Records for this exercise:
┌──

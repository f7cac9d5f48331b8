//! Firewall bindings: one grant/revoke contract over native firewalls.
//!
//! # Submodule Architecture
//!
//! - **[`filter_table`]**: [`FilterTableBinding`] maps a term to a single
//!   rule in a fixed table/chain. Grants are append-if-unique and revokes
//!   are delete-if-exists, so both are idempotent. The native table sits
//!   behind the [`RuleTable`](filter_table::RuleTable) seam.
//!
//! - **[`iptables`]**: [`IptablesTable`](iptables::IptablesTable), the
//!   `RuleTable` that drives `iptables` / `ip6tables` through the `iptables` crate.
//!
//! - **[`filter_engine`]**: [`FilterEngineBinding`] adds one filter per
//!   grant under a freshly generated key and deletes by that key. Grants
//!   are *not* idempotent: the key comes back as [`RuleHandle::Keyed`] and
//!   the registry keeps it next to the term. The native engine sits behind
//!   the [`FilterEngine`](filter_engine::FilterEngine) seam.
//!
//! - **`wfp`** (Windows only): the `FilterEngine` backed by the Windows
//!   Filtering Platform.
//!
//! - **[`memory`]**: in-memory `RuleTable` / `FilterEngine` used by the
//!   `dry-run` backend and by tests.
//!
//! Bindings hold no term state and are shared across tasks, so every
//! implementation is `Send + Sync`. Native calls block; callers run them on
//! the blocking pool.

pub mod filter_engine;
pub mod filter_table;
pub mod iptables;
pub mod memory;
#[cfg(windows)]
pub mod wfp;

pub use filter_engine::FilterEngineBinding;
pub use filter_table::FilterTableBinding;

use crate::config::FirewallConfig;
use crate::term::Term;
use serde::Deserialize;
use spa_core::{SpaError, SpaResult};
use std::sync::Arc;
use tracing::info;
use uuid::Uuid;

/// Which native firewall to drive.
#[derive(Debug, Clone, Copy, PartialEq, Eq, Default, Deserialize)]
#[serde(rename_all = "kebab-case")]
pub enum FirewallBackend {
    /// iptables on Linux, the Windows Filtering Platform on Windows.
    #[default]
    Auto,
    Iptables,
    Wfp,
    /// Record rules in memory and log them; touches no native firewall.
    DryRun,
}

/// How a granted native rule is addressed when it is revoked.
#[derive(Debug, Clone, Copy, PartialEq, Eq)]
pub enum RuleHandle {
    /// The rule is found again by its match specification. Every term with
    /// the same key maps to the same native rule.
    Matched,
    /// The rule is found by the key the binding generated when adding it.
    Keyed(Uuid),
}

impl RuleHandle {
    /// Whether other terms with the same key address the same native rule.
    pub fn is_shared(&self) -> bool {
        matches!(self, Self::Matched)
    }
}

/// Grant/revoke contract over a native firewall.
pub trait FirewallBinding: Send + Sync {
    /// Short backend name for logs.
    fn name(&self) -> &'static str;

    /// Install a rule admitting the term's tuple.
    fn grant(&self, term: &Term) -> SpaResult<RuleHandle>;

    /// Remove the rule installed for `term`. Revoking a rule that no longer
    /// exists succeeds.
    fn revoke(&self, term: &Term, handle: &RuleHandle) -> SpaResult<()>;
}

/// Build the binding selected by configuration.
pub fn from_config(config: &FirewallConfig) -> SpaResult<Arc<dyn FirewallBinding>> {
    let binding: Arc<dyn FirewallBinding> = match native_backend(config.backend) {
        FirewallBackend::Iptables => Arc::new(FilterTableBinding::new(
            iptables::IptablesTable::new(),
            &config.table,
            &config.chain,
        )),
        FirewallBackend::DryRun => Arc::new(FilterTableBinding::new(
            memory::MemoryTable::new(),
            &config.table,
            &config.chain,
        )),
        FirewallBackend::Wfp => wfp_binding()?,
        FirewallBackend::Auto => {
            return Err(SpaError::ConfigInvalid(
                "no native firewall backend for this platform; set firewall.backend".into(),
            ))
        }
    };

    info!(backend = binding.name(), "firewall binding ready");
    Ok(binding)
}

/// Resolve `auto` to the platform's native backend; `auto` survives only
/// where there is none.
fn native_backend(backend: FirewallBackend) -> FirewallBackend {
    match backend {
        FirewallBackend::Auto if cfg!(windows) => FirewallBackend::Wfp,
        FirewallBackend::Auto if cfg!(target_os = "linux") => FirewallBackend::Iptables,
        other => other,
    }
}

#[cfg(windows)]
fn wfp_binding() -> SpaResult<Arc<dyn FirewallBinding>> {
    Ok(Arc::new(FilterEngineBinding::new(wfp::WfpEngine::new()?)))
}

#[cfg(not(windows))]
fn wfp_binding() -> SpaResult<Arc<dyn FirewallBinding>> {
    Err(SpaError::ConfigInvalid(
        "the wfp backend is only available on Windows".into(),
    ))
}

#[cfg(test)]
mod tests {
    use super::*;

    fn config(backend: FirewallBackend) -> FirewallConfig {
        FirewallConfig {
            backend,
            table: "filter".into(),
            chain: "INPUT".into(),
        }
    }

    #[test]
    fn dry_run_is_available_everywhere() {
        let binding = from_config(&config(FirewallBackend::DryRun)).unwrap();
        assert_eq!(binding.name(), "dry-run");
    }

    #[cfg(not(windows))]
    #[test]
    fn wfp_is_rejected_off_windows() {
        assert!(matches!(
            from_config(&config(FirewallBackend::Wfp)),
            Err(SpaError::ConfigInvalid(_))
        ));
    }

    #[cfg(target_os = "linux")]
    #[test]
    fn auto_selects_iptables_on_linux() {
        let binding = from_config(&config(FirewallBackend::Auto)).unwrap();
        assert_eq!(binding.name(), "iptables");
    }

    #[test]
    fn only_matched_handles_are_shared() {
        assert!(RuleHandle::Matched.is_shared());
        assert!(!RuleHandle::Keyed(Uuid::new_v4()).is_shared());
    }
}
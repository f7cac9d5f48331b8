//! spa-client: client side of the Single Packet Authorization exchange.
//!
//! # Quick Start
//!
//! ```no_run
//! use std::time::Duration;
//!
//! # async fn example() -> spa_core::SpaResult<()> {
//! let server = spa_client::resolve("gateway.example.com", 1337).await?;
//! let reply = spa_client::request_access(server, "eyJhbGciOi...", Duration::from_secs(5)).await?;
//! println!("{} open until {}", reply.socket, reply.expiration);
//! # Ok(())
//! # }
//! ```

pub mod handshake;

pub use handshake::{request_access, resolve, Handshake, HandshakeState};
//! `FilterEngine` backed by the Windows Filtering Platform.
//!
//! Each call opens a short-lived, non-dynamic engine session, so filters
//! outlive the session that added them and are removed only by key. The
//! gateway sublayer is registered once when the engine is created.

use super::filter_engine::{FilterAction, FilterEngine, FilterSpec, SUBLAYER_KEY};
use crate::term::Protocol;
use spa_core::{SpaError, SpaResult};
use std::net::IpAddr;
use tracing::debug;
use uuid::Uuid;
use windows::core::{GUID, PCWSTR, PWSTR};
use windows::Win32::Foundation::HANDLE;
use windows::Win32::NetworkManagement::WindowsFilteringPlatform::*;
use windows::Win32::Security::PSECURITY_DESCRIPTOR;
use windows::Win32::System::Rpc::RPC_C_AUTHN_WINNT;

const FWP_E_FILTER_NOT_FOUND: u32 = 0x8032_0003;
const FWP_E_ALREADY_EXISTS: u32 = 0x8032_0009;

const SUBLAYER_NAME: &str = "spa-gateway";
const SUBLAYER_WEIGHT: u16 = 0x0f00;

const IPPROTO_TCP: u8 = 6;
const IPPROTO_UDP: u8 = 17;

fn guid(id: &Uuid) -> GUID {
    GUID::from_u128(id.as_u128())
}

fn wide(s: &str) -> Vec<u16> {
    s.encode_utf16().chain(std::iter::once(0)).collect()
}

fn check(op: &str, status: u32) -> SpaResult<()> {
    if status == 0 {
        Ok(())
    } else {
        Err(SpaError::Firewall(format!("{op} failed: 0x{status:08x}")))
    }
}

/// An open engine handle, closed on drop.
struct Session(HANDLE);

impl Session {
    fn open() -> SpaResult<Self> {
        let mut handle = HANDLE::default();
        // SAFETY: `handle` is a valid out-pointer; null server name and
        // session select the local engine with default options.
        let status = unsafe {
            FwpmEngineOpen0(
                PCWSTR::null(),
                RPC_C_AUTHN_WINNT as u32,
                None,
                None,
                &mut handle,
            )
        };
        check("FwpmEngineOpen0", status)?;
        Ok(Self(handle))
    }
}

impl Drop for Session {
    fn drop(&mut self) {
        // SAFETY: the handle came from a successful FwpmEngineOpen0.
        let status = unsafe { FwpmEngineClose0(self.0) };
        if status != 0 {
            debug!(status, "FwpmEngineClose0 failed");
        }
    }
}

/// The Windows Filtering Platform engine.
pub struct WfpEngine;

impl WfpEngine {
    /// Connect to the local engine and make sure the gateway sublayer exists.
    pub fn new() -> SpaResult<Self> {
        let session = Session::open()?;
        let mut name = wide(SUBLAYER_NAME);
        let sublayer = FWPM_SUBLAYER0 {
            subLayerKey: guid(&SUBLAYER_KEY),
            displayData: FWPM_DISPLAY_DATA0 {
                name: PWSTR(name.as_mut_ptr()),
                description: PWSTR(name.as_mut_ptr()),
            },
            weight: SUBLAYER_WEIGHT,
            ..Default::default()
        };
        // SAFETY: `sublayer` and the strings it points to outlive the call.
        let status =
            unsafe { FwpmSubLayerAdd0(session.0, &sublayer, PSECURITY_DESCRIPTOR::default()) };
        if status != FWP_E_ALREADY_EXISTS {
            check("FwpmSubLayerAdd0", status)?;
        }
        Ok(Self)
    }
}

impl FilterEngine for WfpEngine {
    fn name(&self) -> &'static str {
        "wfp"
    }

    fn add_filter(&self, filter: &FilterSpec) -> SpaResult<()> {
        let session = Session::open()?;

        let mut name = wide(&filter.name);
        let mut description = wide(&filter.description);

        let (layer, mut address) = match filter.remote_address {
            IpAddr::V4(v4) => (
                FWPM_LAYER_ALE_AUTH_RECV_ACCEPT_V4,
                RemoteAddress::V4(u32::from(v4)),
            ),
            IpAddr::V6(v6) => (
                FWPM_LAYER_ALE_AUTH_RECV_ACCEPT_V6,
                RemoteAddress::V6(FWP_BYTE_ARRAY16 {
                    byteArray16: v6.octets(),
                }),
            ),
        };

        let mut conditions = [
            FWPM_FILTER_CONDITION0 {
                fieldKey: FWPM_CONDITION_IP_REMOTE_ADDRESS,
                matchType: FWP_MATCH_EQUAL,
                conditionValue: address.condition_value(),
            },
            FWPM_FILTER_CONDITION0 {
                fieldKey: FWPM_CONDITION_IP_LOCAL_PORT,
                matchType: FWP_MATCH_EQUAL,
                conditionValue: FWP_CONDITION_VALUE0 {
                    r#type: FWP_UINT16,
                    Anonymous: FWP_CONDITION_VALUE0_0 {
                        uint16: filter.local_port,
                    },
                },
            },
            FWPM_FILTER_CONDITION0 {
                fieldKey: FWPM_CONDITION_IP_PROTOCOL,
                matchType: FWP_MATCH_EQUAL,
                conditionValue: FWP_CONDITION_VALUE0 {
                    r#type: FWP_UINT8,
                    Anonymous: FWP_CONDITION_VALUE0_0 {
                        uint8: match filter.protocol {
                            Protocol::Tcp => IPPROTO_TCP,
                            Protocol::Udp => IPPROTO_UDP,
                        },
                    },
                },
            },
        ];

        let action_type = match filter.action {
            FilterAction::Permit => FWP_ACTION_PERMIT,
        };

        let native = FWPM_FILTER0 {
            filterKey: guid(&filter.key),
            displayData: FWPM_DISPLAY_DATA0 {
                name: PWSTR(name.as_mut_ptr()),
                description: PWSTR(description.as_mut_ptr()),
            },
            layerKey: layer,
            subLayerKey: guid(&filter.sublayer),
            weight: FWP_VALUE0 {
                r#type: FWP_UINT8,
                Anonymous: FWP_VALUE0_0 {
                    uint8: filter.weight,
                },
            },
            numFilterConditions: conditions.len() as u32,
            filterCondition: conditions.as_mut_ptr(),
            action: FWPM_ACTION0 {
                r#type: action_type,
                ..Default::default()
            },
            ..Default::default()
        };

        // SAFETY: `native` and everything it points to (names, conditions,
        // the IPv6 byte array) live until the call returns.
        let status = unsafe {
            FwpmFilterAdd0(session.0, &native, PSECURITY_DESCRIPTOR::default(), None)
        };
        check("FwpmFilterAdd0", status)
    }

    fn delete_filter(&self, key: &Uuid) -> SpaResult<bool> {
        let session = Session::open()?;
        let key = guid(key);
        // SAFETY: `key` lives for the duration of the call.
        let status = unsafe { FwpmFilterDeleteByKey0(session.0, &key) };
        match status {
            0 => Ok(true),
            FWP_E_FILTER_NOT_FOUND => Ok(false),
            other => check("FwpmFilterDeleteByKey0", other).map(|_| false),
        }
    }
}

/// Storage for the remote-address condition value; the IPv6 form is
/// passed by pointer and must stay put until the filter is added.
enum RemoteAddress {
    V4(u32),
    V6(FWP_BYTE_ARRAY16),
}

impl RemoteAddress {
    fn condition_value(&mut self) -> FWP_CONDITION_VALUE0 {
        match self {
            Self::V4(addr) => FWP_CONDITION_VALUE0 {
                r#type: FWP_UINT32,
                Anonymous: FWP_CONDITION_VALUE0_0 { uint32: *addr },
            },
            Self::V6(bytes) => FWP_CONDITION_VALUE0 {
                r#type: FWP_BYTE_ARRAY16_TYPE,
                Anonymous: FWP_CONDITION_VALUE0_0 {
                    byteArray16: bytes as *mut FWP_BYTE_ARRAY16,
                },
            },
        }
    }
}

└──

Exercise description:
Would you return each line of the material above, unchanged, from the first one through the line where "that key. Grants" appears?

Expected answer:
repository f7cac9d5f48331b8
//! Firewall bindings: one grant/revoke contract over native firewalls.
//!
//! # Submodule Architecture
//!
//! - **[`filter_table`]**: [`FilterTableBinding`] maps a term to a single
//!   rule in a fixed table/chain. Grants are append-if-unique and revokes
//!   are delete-if-exists, so both are idempotent. The native table sits
//!   behind the [`RuleTable`](filter_table::RuleTable) seam.
//!
//! - **[`iptables`]**: [`IptablesTable`](iptables::IptablesTable), the
//!   `RuleTable` that drives `iptables` / `ip6tables` through the `iptables` crate.
//!
//! - **[`filter_engine`]**: [`FilterEngineBinding`] adds one filter per
//!   grant under a freshly generated key and deletes by that key. Grants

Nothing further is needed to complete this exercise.